The A9X SoC & More To Come

Finally, as everyone is undoubtedly eagerly anticipating our look at the A9X SoC inside the iPad Pro, let’s take a very quick look at what we know about the SoC so far. There’s a bit of a limit to what we can do blindly via just software, but I’m hoping that the eventual A9X die shots will confirm some of our suspicions on A9X’s configuration.

Apple SoC Comparison
  A9X A9 A8X A6X
CPU 2x Twister 2x Twister 3x Typhoon 2x Swift
CPU Clockspeed 2.26GHz 1.85GHz 1.5GHz 1.3GHz
GPU PVR 10 cluster Series7? PVR GT7600 Apple/PVR GXA6850 PVR SGX554 MP4
RAM 4GB LPDDR4 2GB LPDDR4 2GB LPDDR3 1GB LPDDR2
Memory Bus Width 128-bit 64-bit 128-bit 128-bit
Memory Bandwidth 51.2GB/sec 25.6GB/sec 25.6GB/sec 17.1GB/sec
L2 Cache 3MB 3MB 2MB 1MB
Manufacturing Process Unknown
(TSMC 16nm or Samsung 14nm)
TSMC 16nm &
Samsung 14nm
TSMC 20nm Samsung 32nm

First and foremost, the most unexpected news here is that unlike A8X, A9X is not packing a triple-core CPU. Instead A9X drops back down to just a pair of Twister CPU cores. The twist here is that relative to A8X and A9, Apple has cranked up their CPU clockspeeds. Way, way up. Whereas the iPad Air 2 (A8X) shipped at 1.5GHz and the iPhone 6s (A9) at 1.85GHz, the A9X sees Apple push their clockspeed to 2.26GHz. Not counting the architectural changes, this is 22% higher clocked than the A9 and 51% higher than the A8X.
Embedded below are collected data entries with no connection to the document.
use crate::balancer::{Balancer, StickyCookie};
use crate::proxy::{BoxFuture, BoxHandler, Handler, HandlerResult, HttpBody, ProxyError};
use hyper::Request;
use tracing::{debug, warn};

/// Weighted selection over child handlers: backend forwarders for a
/// `loadBalancer` service, sub-service handlers for a `weighted` one.
pub struct BalancedHandler {
    service: String,
    balancer: Balancer<BoxHandler>,
}

impl BalancedHandler {
    pub fn new(
        service: &str,
        members: Vec<(String, BoxHandler, u32)>,
        sticky: Option<StickyCookie>,
    ) -> Self {
        Self {
            service: service.to_string(),
            balancer: Balancer::new(members, sticky),
        }
    }

    pub fn service(&self) -> &str {
        &self.service
    }

    /// Flip availability of the member registered under `key`.
    pub fn set_server_up(&self, key: &str, up: bool) {
        if !self.balancer.set_up(key, up) {
            debug!("Service '{}' has no member '{}'", self.service, key);
        }
    }

    pub fn len(&self) -> usize {
        self.balancer.len()
    }

    pub fn is_empty(&self) -> bool {
        self.balancer.is_empty()
    }

    async fn dispatch(&self, req: Request<HttpBody>) -> HandlerResult {
        let Some(pick) = self.balancer.pick(&req) else {
            warn!("No available server for service '{}'", self.service);
            return Err(ProxyError::NoAvailableServer);
        };

        debug!("Service '{}' selected '{}'", self.service, pick.member.key);
        let handler = pick.member.item.clone();
        let new_cookie = pick.set_cookie;

        let mut response = handler.serve(req).await?;

        if let (Some(value), Some(sticky)) = (new_cookie, self.balancer.sticky()) {
            sticky.add_cookie_to_response(&mut response, value);
        }

        Ok(response)
    }
}

impl Handler for BalancedHandler {
    fn serve(&self, req: Request<HttpBody>) -> BoxFuture<'_, HandlerResult> {
        Box::pin(self.dispatch(req))
    }
}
The fact that Apple dropped back down to 2 CPU cores is unexpected given that we don’t expect Apple to ever go backwards in such a fashion, and while we’ll never know the official reason for everything Apple does, in retrospect I’m starting to think that A8X was an anomaly and Apple didn’t really want a tri-core CPU in the first place. A8X came at a time where Apple was bound by TSMC’s 20nm process and couldn’t drive up their clockspeeds without vastly increasing power consumption, so a third core was a far more power effective option.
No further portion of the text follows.